Shanghai’s decision to temporarily shut down all markets trading live poultry testifies to the metropolis’ determination to leave nothing to chance. After all, we are what we eat. If there’s a 1 percent possibility of “eating” the new virus into our lungs, we should be 100 percent vigilant about what we can eat.

Due vigilance is the best possible “medicine” in the face of an outbreak of a novel virus.  We can never be too alerted.
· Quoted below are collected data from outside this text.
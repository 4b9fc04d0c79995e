// Sortiment - command line interface

use anyhow::{Context, Result};
use chrono::Utc;
use clap::{Parser, Subcommand};
use sortiment::{
    group_order, load_order_lines, render_packing_slip, Catalog, Category, ClassifiableItem,
    TracingObserver,
};
use std::path::{Path, PathBuf};

/// sortiment - product category classification for beverage orders
#[derive(Parser)]
#[command(name = "sortiment", version)]
#[command(about = "Classify products and group orders by category", long_about = None)]
struct Cli {
    /// JSON file with extra catalog products and keywords
    #[arg(long, global = true)]
    overrides: Option<PathBuf>,

    #[command(subcommand)]
    command: Commands,
}

#[derive(Subcommand)]
enum Commands {
    /// Classify a single product name
    Classify {
        name: String,

        /// Volume or pack size, e.g. "24x33cl"
        #[arg(long)]
        volume: Option<String>,

        /// Category code already assigned upstream
        #[arg(long)]
        preset: Option<String>,

        /// Print the result as JSON
        #[arg(long)]
        json: bool,
    },
    /// Group the lines of an order CSV and print a packing slip
    Group {
        csv: PathBuf,

        /// Order reference printed on the packing slip
        #[arg(long, default_value = "-")]
        reference: String,

        /// Print the grouped order as JSON
        #[arg(long)]
        json: bool,
    },
    /// List the categories in render order
    Categories,
}

fn main() -> Result<()> {
    let cli = Cli::parse();
    sortiment::init_tracing("info");

    let catalog = match &cli.overrides {
        Some(path) => Catalog::from_file(path)
            .with_context(|| format!("Failed to load catalog overrides: {:?}", path))?,
        None => Catalog::with_defaults(),
    };

    match cli.command {
        Commands::Classify { name, volume, preset, json } => {
            run_classify(&catalog, name, volume, preset, json)
        }
        Commands::Group { csv, reference, json } => run_group(&catalog, &csv, &reference, json),
        Commands::Categories => {
            run_categories();
            Ok(())
        }
    }
}

fn run_classify(
    catalog: &Catalog,
    name: String,
    volume: Option<String>,
    preset: Option<String>,
    json: bool,
) -> Result<()> {
    let mut item = ClassifiableItem::new(name);
    if let Some(volume) = volume {
        item = item.with_volume(volume);
    }
    if let Some(preset) = preset {
        item = item.with_preset(preset);
    }

    let result = catalog.classify_observed(&item, &TracingObserver);

    if json {
        println!("{}", serde_json::to_string_pretty(&result)?);
    } else {
        println!(
            "{} ({}) [{}]",
            result.category_name(),
            result.category_code,
            format!("{:?}", result.match_type).to_lowercase()
        );
    }

    Ok(())
}

fn run_group(catalog: &Catalog, csv: &Path, reference: &str, json: bool) -> Result<()> {
    let lines = load_order_lines(csv)?;
    let order = group_order(catalog, &lines)?;

    if json {
        println!("{}", serde_json::to_string_pretty(&order)?);
    } else {
        print!("{}", render_packing_slip(&order, reference, Utc::now()));
    }

    Ok(())
}

fn run_categories() {
    for category in Category::ALL {
        println!("{:>3}  {}", category.code(), category.name());
    }
}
The online edition of the People’s Daily on Tuesday published a commentary, saying scientific and orderly measures are in place to ease public concerns. A while ago, however, some patients in Wuhan had not been effectively restricted within safety zones, and some planned large-scale group activities should have been postponed on day one, noted the commentary.

To be sure, it takes time for even health experts  to understand how a new virus evolves. Judgment is certainly adjusted overtime. But, as the People’s Daily commentary pointed out, we should never be “boldly opportunistic” at any time.  Indeed, we’d better “err” on the side of overcaution.

In addition to curbing the contagion in this time of emergency, Shanghai has taken a step further by restricting what we eat at the very source.

History has proven that eating wild animals does lead to outbreaks of novel viruses.

An ordinary man often pampers his tongue too much at the cost of his health. So it falls within a city’s responsibility to rectify an irrational crowd behavior.